The Parisian museum is aligned with the estate of Versailles, whose entry price will discreetly increase in January from 19.50 euros to 21 euros. It is also similar to the pricing of American museums, such as the MoMA (26 euros) or the Metropolitan Museum and the Guggenheim (28 euros) in New York.
To justify this increase, the Louvre cites inflation in energy costs, which is added to the desire to regulate visitor flows. In short, you have to find money, without compromising the comfort of the visit. A complicated equation when revenue linked to ticketing, of the order of 76.5 million euros in 2022, has not returned to pre-Covid-19 levels, despite attendance increasing by one million visitors.
8.7 million visitors in 2023
This measure will mainly affect foreign tourists, who represent two thirds of the approximately 8.7 million admissions to the museum in 2023. But the Louvre is betting that they will not hesitate to come and admire The Mona Lisa Or The Victory of Samothrace, whatever the cost. On the other hand, the measure should further deter the French, hit by inflation and overwhelmed by the queues in front of the Pyramid, even if the museum claims that it is completely free for job seekers, the disabled or students. A privilege, however, in decline: in 2014, the establishment put an end to a flagship measure of cultural democratization, free access to its collections on the first Sundays of the month.
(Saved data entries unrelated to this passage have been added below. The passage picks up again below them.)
//! # Buffer Decoder
//!
//! Reads the flat adpack format back out of a borrowed slice. The decoder is
//! positional: reads must occur in the same order the values were written.

use crate::cursor::Cursor;
use crate::types::Error;
use crate::types::Result;

#[derive(Debug, Clone)]
pub struct Decoder<'a> {
    cursor: Cursor<'a>,
}

impl<'a> Decoder<'a> {
    pub fn new(buf: &'a [u8]) -> Self {
        Self {
            cursor: Cursor::new(buf),
        }
    }

    pub fn pos(&self) -> usize {
        self.cursor.pos()
    }

    pub fn remaining(&self) -> usize {
        self.cursor.remaining()
    }

    pub fn i32(&mut self) -> Result<i32> {
        let bytes = self.cursor.read_bytes(4)?;
        Ok(i32::from_le_bytes([bytes[0], bytes[1], bytes[2], bytes[3]]))
    }

    pub fn u32(&mut self) -> Result<u32> {
        let bytes = self.cursor.read_bytes(4)?;
        Ok(u32::from_le_bytes([bytes[0], bytes[1], bytes[2], bytes[3]]))
    }

    pub fn str(&mut self) -> Result<&'a str> {
        let len = self.u32()? as usize;
        let bytes = self.cursor.read_bytes(len)?;
        std::str::from_utf8(bytes).map_err(|_| Error::InvalidUtf8)
    }
}
//! # Typed Service Client
//!
//! This module provides the typed view of the identifier service over a
//! connected transport. It encapsulates the encoding of request frames,
//! transport invocation, and decoding of reply envelopes.

use std::sync::Arc;

use adwire::RemoteFault;
use adwire::ReplyDecoder;
use adwire::RequestEncoder;
use adwire::RequestKind;

use crate::transport;
use crate::transport::Transport;

#[derive(Debug, Clone)]
pub enum Error {
    /// The transact call itself faulted.
    Transport(transport::Error),
    /// A frame could not be encoded or decoded.
    Wire(adwire::Error),
    /// The remote side declared an exception in its reply.
    Remote(RemoteFault),
}

impl std::fmt::Display for Error {
    fn fmt(&self, f: &mut std::fmt::Formatter<'_>) -> std::fmt::Result {
        match self {
            Self::Transport(e) => write!(f, "transport fault: {}", e),
            Self::Wire(e) => write!(f, "wire error: {}", e),
            Self::Remote(fault) => write!(f, "{}", fault),
        }
    }
}

impl std::error::Error for Error {}

impl From<transport::Error> for Error {
    fn from(e: transport::Error) -> Self {
        Self::Transport(e)
    }
}

impl From<adwire::Error> for Error {
    fn from(e: adwire::Error) -> Self {
        Self::Wire(e)
    }
}

impl From<RemoteFault> for Error {
    fn from(fault: RemoteFault) -> Self {
        Self::Remote(fault)
    }
}

pub type Result<T> = std::result::Result<T, Error>;

/// Typed client for the two identifier-service operations.
///
/// Each operation is one complete encode → transact → decode round; the
/// request and reply buffers live only for the duration of that round.
pub struct IdentifierService {
    transport: Arc<dyn Transport>,
}

impl IdentifierService {
    pub fn new(transport: Arc<dyn Transport>) -> Self {
        Self { transport }
    }

    async fn transact(&self, kind: RequestKind) -> Result<Vec<u8>> {
        let request = RequestEncoder::new(kind).into_bytes()?;
        let reply = self.transport.transact(kind.code(), &request).await?;
        Ok(reply)
    }

    /// Fetch the advertising identifier string.
    pub async fn identifier(&self) -> Result<String> {
        let reply = self.transact(RequestKind::Identifier).await?;
        let value = ReplyDecoder::decode(&reply)?.into_str()?;
        Ok(value?)
    }

    /// Fetch the limited-tracking flag. A non-zero reply word means
    /// tracking is limited.
    pub async fn tracking_limited(&self) -> Result<bool> {
        let reply = self.transact(RequestKind::TrackingFlag).await?;
        let word = ReplyDecoder::decode(&reply)?.into_i32()?;
        Ok(word? != 0)
    }
}
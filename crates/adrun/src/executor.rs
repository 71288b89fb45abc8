//! # Execution Contexts
//!
//! A capability that accepts a unit of work and guarantees it runs in some
//! chosen context: inline on the calling path, or queued for a designated
//! context that drains work in FIFO order.

use tokio::sync::mpsc;

/// A unit of deliverable work.
pub type Work = Box<dyn FnOnce() + Send + 'static>;

/// Runs work in the context this executor stands for.
///
/// Posting always succeeds in enqueuing; queue failures are the platform's
/// concern, not modeled here.
pub trait Executor: Send + Sync + 'static {
    fn post(&self, work: Work);
}

/// Runs work synchronously on the calling path.
#[derive(Clone, Copy, Debug, Default)]
pub struct Immediate;

impl Immediate {
    pub fn new() -> Self {
        Self
    }
}

impl Executor for Immediate {
    fn post(&self, work: Work) {
        work();
    }
}

/// Queues work for a designated context and returns immediately.
///
/// Work posted through one `Deferred` runs in FIFO order relative to other
/// work on the same queue.
#[derive(Clone)]
pub struct Deferred {
    tx: mpsc::UnboundedSender<Work>,
}

impl Deferred {
    /// Create an executor plus the queue its designated context drains.
    pub fn channel() -> (Self, WorkQueue) {
        let (tx, rx) = mpsc::unbounded_channel();
        (Self { tx }, WorkQueue { rx })
    }

    /// Create an executor whose queue is drained by a dedicated background
    /// task. Must be called within a tokio runtime.
    pub fn spawn() -> Self {
        let (executor, queue) = Self::channel();
        tokio::spawn(queue.run());
        executor
    }
}

impl Executor for Deferred {
    fn post(&self, work: Work) {
        // a torn-down queue silently discards late work
        let _ = self.tx.send(work);
    }
}

/// Receiving end of a deferred executor, owned by the designated context.
pub struct WorkQueue {
    rx: mpsc::UnboundedReceiver<Work>,
}

impl WorkQueue {
    /// Run every unit of work queued so far, in order. Returns how many ran.
    pub fn drain(&mut self) -> usize {
        let mut ran = 0;
        while let Ok(work) = self.rx.try_recv() {
            work();
            ran += 1;
        }
        ran
    }

    /// Drain work until every executor handle is dropped.
    pub async fn run(mut self) {
        while let Some(work) = self.rx.recv().await {
            work();
        }
    }
}
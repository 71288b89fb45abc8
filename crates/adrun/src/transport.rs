//! # Transport Abstraction
//!
//! A minimal, async interface for submitting one binary transaction to a
//! connected service.
//!
//! ## Philosophy
//!
//! - **Byte-Oriented**: The Transport knows nothing about interface tokens,
//!   reply envelopes, or payload types. It moves opaque buffers.
//! - **Request-Response**: The fundamental interaction model is "send bytes
//!   under a transaction code, await reply bytes". Everything richer is
//!   built on top of this, not defined here.

use std::fmt;

/// Errors that occur at the IPC/transport layer.
#[derive(Debug, Clone)]
pub enum Error {
    /// The remote side went away while the transaction was in flight.
    Dead(String),
    /// Generic I/O error or internal transport failure.
    Io(String),
}

impl fmt::Display for Error {
    fn fmt(&self, f: &mut fmt::Formatter<'_>) -> fmt::Result {
        match self {
            Self::Dead(msg) => write!(f, "remote side died: {}", msg),
            Self::Io(msg) => write!(f, "I/O error: {}", msg),
        }
    }
}

impl std::error::Error for Error {}

pub type Result<T> = std::result::Result<T, Error>;

/// A mechanism to submit one transaction and receive its reply.
///
/// This trait is designed to be object-safe (`Arc<dyn Transport>`).
/// Implementers substitute their platform's native IPC primitive here; the
/// exchange logic above never changes.
#[async_trait::async_trait]
pub trait Transport: Send + Sync + 'static {
    /// Submits a request buffer under the given transaction code and waits
    /// for the reply buffer.
    ///
    /// # invariants
    /// - Must return `Ok(vec)` with the raw reply bytes on success.
    /// - Must return `Err` if the call itself faults.
    /// - Should not interpret the payload content.
    async fn transact(&self, code: u32, request: &[u8]) -> Result<Vec<u8>>;
}
//! Mock identifier services for testing.
//!
//! These are used internally by the test suite and are not part of the
//! production flow.

use adwire::RemoteFault;
use adwire::ReplyEncoder;
use adwire::RequestDecoder;
use adwire::RequestKind;

use crate::transport;
use crate::transport::Transport;

/// A service double that answers both transactions from configured values.
///
/// Requests are decoded and validated for real, so a client with a broken
/// token or payload fails here the same way it would against the remote
/// service.
pub struct MockIdentifierService {
    id: String,
    tracking_limited: bool,
    fault: Option<RemoteFault>,
}

impl MockIdentifierService {
    pub fn new(id: impl Into<String>, tracking_limited: bool) -> Self {
        Self {
            id: id.into(),
            tracking_limited,
            fault: None,
        }
    }

    /// Answer every transaction with the given remote exception.
    pub fn faulty(fault: RemoteFault) -> Self {
        Self {
            id: String::new(),
            tracking_limited: false,
            fault: Some(fault),
        }
    }
}

#[async_trait::async_trait]
impl Transport for MockIdentifierService {
    async fn transact(&self, code: u32, request: &[u8]) -> transport::Result<Vec<u8>> {
        let decoded = RequestDecoder::decode(code, request)
            .map_err(|e| transport::Error::Io(e.to_string()))?;

        if let Some(fault) = &self.fault {
            return ReplyEncoder::fault(fault).map_err(|e| transport::Error::Io(e.to_string()));
        }

        let reply = match decoded.kind {
            RequestKind::Identifier => ReplyEncoder::ok_str(&self.id),
            RequestKind::TrackingFlag => ReplyEncoder::ok_i32(self.tracking_limited as i32),
        };
        reply.map_err(|e| transport::Error::Io(e.to_string()))
    }
}
//! # Protocol Frames
//!
//! Defines the structure of identifier-service transactions: the request
//! frame (interface token plus a kind-specific payload) and the reply
//! envelope (exception marker, then the typed payload).
//!
//! ## Invariants
//! - **Panic Safety**: All decoding paths return `Result`, never panicking
//!   on unknown data.
//! - **Token First**: Every request opens with the interface token; a
//!   mismatch is rejected before any payload is touched.

use adpack::Decoder;
use adpack::Encoder;

use crate::error::Error;
use crate::error::RemoteFault;
use crate::error::Result;

/// Fixed string the remote service uses to authenticate that a transaction
/// targets the expected contract.
pub const INTERFACE_TOKEN: &str =
    "com.google.android.gms.ads.identifier.internal.IAdvertisingIdService";

/// Marker value for a reply that carries no exception.
const NO_EXCEPTION: i32 = 0;

/// Flag word the tracking-flag request carries as its only payload.
const TRACKING_FLAG_WORD: i32 = 1;

/// The two operations the remote contract exposes.
#[derive(Debug, Clone, Copy, PartialEq, Eq)]
pub enum RequestKind {
    /// Fetch the advertising identifier string.
    Identifier,
    /// Fetch the limited-tracking flag.
    TrackingFlag,
}

impl RequestKind {
    /// The transaction code selecting this operation on the remote side.
    pub const fn code(self) -> u32 {
        match self {
            Self::Identifier => 1,
            Self::TrackingFlag => 2,
        }
    }

    pub const fn from_code(code: u32) -> Option<Self> {
        match code {
            1 => Some(Self::Identifier),
            2 => Some(Self::TrackingFlag),
            _ => None,
        }
    }
}

impl std::fmt::Display for RequestKind {
    fn fmt(&self, f: &mut std::fmt::Formatter<'_>) -> std::fmt::Result {
        match self {
            Self::Identifier => write!(f, "identifier"),
            Self::TrackingFlag => write!(f, "tracking-flag"),
        }
    }
}

/// Encodes an outbound request frame.
pub struct RequestEncoder {
    pub kind: RequestKind,
}

impl RequestEncoder {
    pub fn new(kind: RequestKind) -> Self {
        Self { kind }
    }

    /// Encode this request into the encoder: token, then kind payload.
    pub fn encode(&self, enc: &mut Encoder) -> Result<()> {
        enc.str(INTERFACE_TOKEN)?;
        if let RequestKind::TrackingFlag = self.kind {
            enc.i32(TRACKING_FLAG_WORD)?;
        }
        Ok(())
    }

    pub fn into_bytes(self) -> Result<Vec<u8>> {
        let mut enc = Encoder::new();
        self.encode(&mut enc)?;
        Ok(enc.into_bytes())
    }
}

/// Decodes an inbound request frame (service side).
pub struct RequestDecoder {
    pub kind: RequestKind,
}

impl RequestDecoder {
    /// Decode and validate a request frame for the given transaction code.
    pub fn decode(code: u32, bytes: &[u8]) -> Result<Self> {
        let kind = RequestKind::from_code(code).ok_or(Error::UnknownCode(code))?;

        let mut dec = Decoder::new(bytes);
        let token = dec.str()?;
        if token != INTERFACE_TOKEN {
            return Err(Error::BadToken(token.to_string()));
        }

        if let RequestKind::TrackingFlag = kind {
            let word = dec.i32()?;
            if word != TRACKING_FLAG_WORD {
                return Err(Error::ProtocolViolation(format!(
                    "unexpected flag word {}",
                    word
                )));
            }
        }

        Ok(Self { kind })
    }
}

/// Encodes an outbound reply frame (service side).
pub struct ReplyEncoder;

impl ReplyEncoder {
    /// A success reply carrying a string payload.
    pub fn ok_str(value: &str) -> Result<Vec<u8>> {
        let mut enc = Encoder::new();
        enc.i32(NO_EXCEPTION)?.str(value)?;
        Ok(enc.into_bytes())
    }

    /// A success reply carrying an integer payload.
    pub fn ok_i32(value: i32) -> Result<Vec<u8>> {
        let mut enc = Encoder::new();
        enc.i32(NO_EXCEPTION)?.i32(value)?;
        Ok(enc.into_bytes())
    }

    /// A reply declaring a remote exception instead of a payload.
    pub fn fault(fault: &RemoteFault) -> Result<Vec<u8>> {
        let mut enc = Encoder::new();
        enc.i32(fault.code)?.str(&fault.message)?;
        Ok(enc.into_bytes())
    }
}

/// Decodes an inbound reply frame.
///
/// The exception marker is read first; the payload decoder is only handed
/// out when the marker declares success.
pub struct ReplyDecoder<'a> {
    /// The result of the transaction.
    /// - `Ok(Decoder)`: success, positioned at the typed payload.
    /// - `Err(RemoteFault)`: the remote side declared an exception.
    pub status: std::result::Result<Decoder<'a>, RemoteFault>,
}

impl<'a> ReplyDecoder<'a> {
    /// Decode a reply envelope from raw reply bytes.
    pub fn decode(bytes: &'a [u8]) -> Result<Self> {
        let mut dec = Decoder::new(bytes);
        let marker = dec.i32()?;

        if marker == NO_EXCEPTION {
            return Ok(Self { status: Ok(dec) });
        }

        let message = dec.str()?.to_string();
        Ok(Self {
            status: Err(RemoteFault {
                code: marker,
                message,
            }),
        })
    }

    /// Shortcut for a reply whose payload is a single string.
    pub fn into_str(self) -> Result<std::result::Result<String, RemoteFault>> {
        match self.status {
            Ok(mut dec) => Ok(Ok(dec.str()?.to_string())),
            Err(fault) => Ok(Err(fault)),
        }
    }

    /// Shortcut for a reply whose payload is a single integer.
    pub fn into_i32(self) -> Result<std::result::Result<i32, RemoteFault>> {
        match self.status {
            Ok(mut dec) => Ok(Ok(dec.i32()?)),
            Err(fault) => Ok(Err(fault)),
        }
    }
}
When it was inaugurated in 1793, the Louvre had free access as its founding principle. But for a century, the injunctions of public authorities to increase its own resources have led it to revise its policy. The entry ticket, which cost around 3 euros in 1983, actually reached 17 euros in 2017. In light of this evolution, the vacation rental platform Holidu estimates that at this rate, the price of entry will reach… 72 euros in 2050.
The barrier to affordable pricing has been broken in museums
For some time now, the barrier to affordable pricing has been lifted in French museums. Evoking the impact of the pandemic on the cultural world, Senator Jean-François Husson (Les Républicains) highlighted in 2021 in a report from the Finance Committee that “the hypothesis of a change in post-Covid cultural habits must in fact encourage a reessment of the price of tickets to access certain public rooms, such as the Paris Opera”.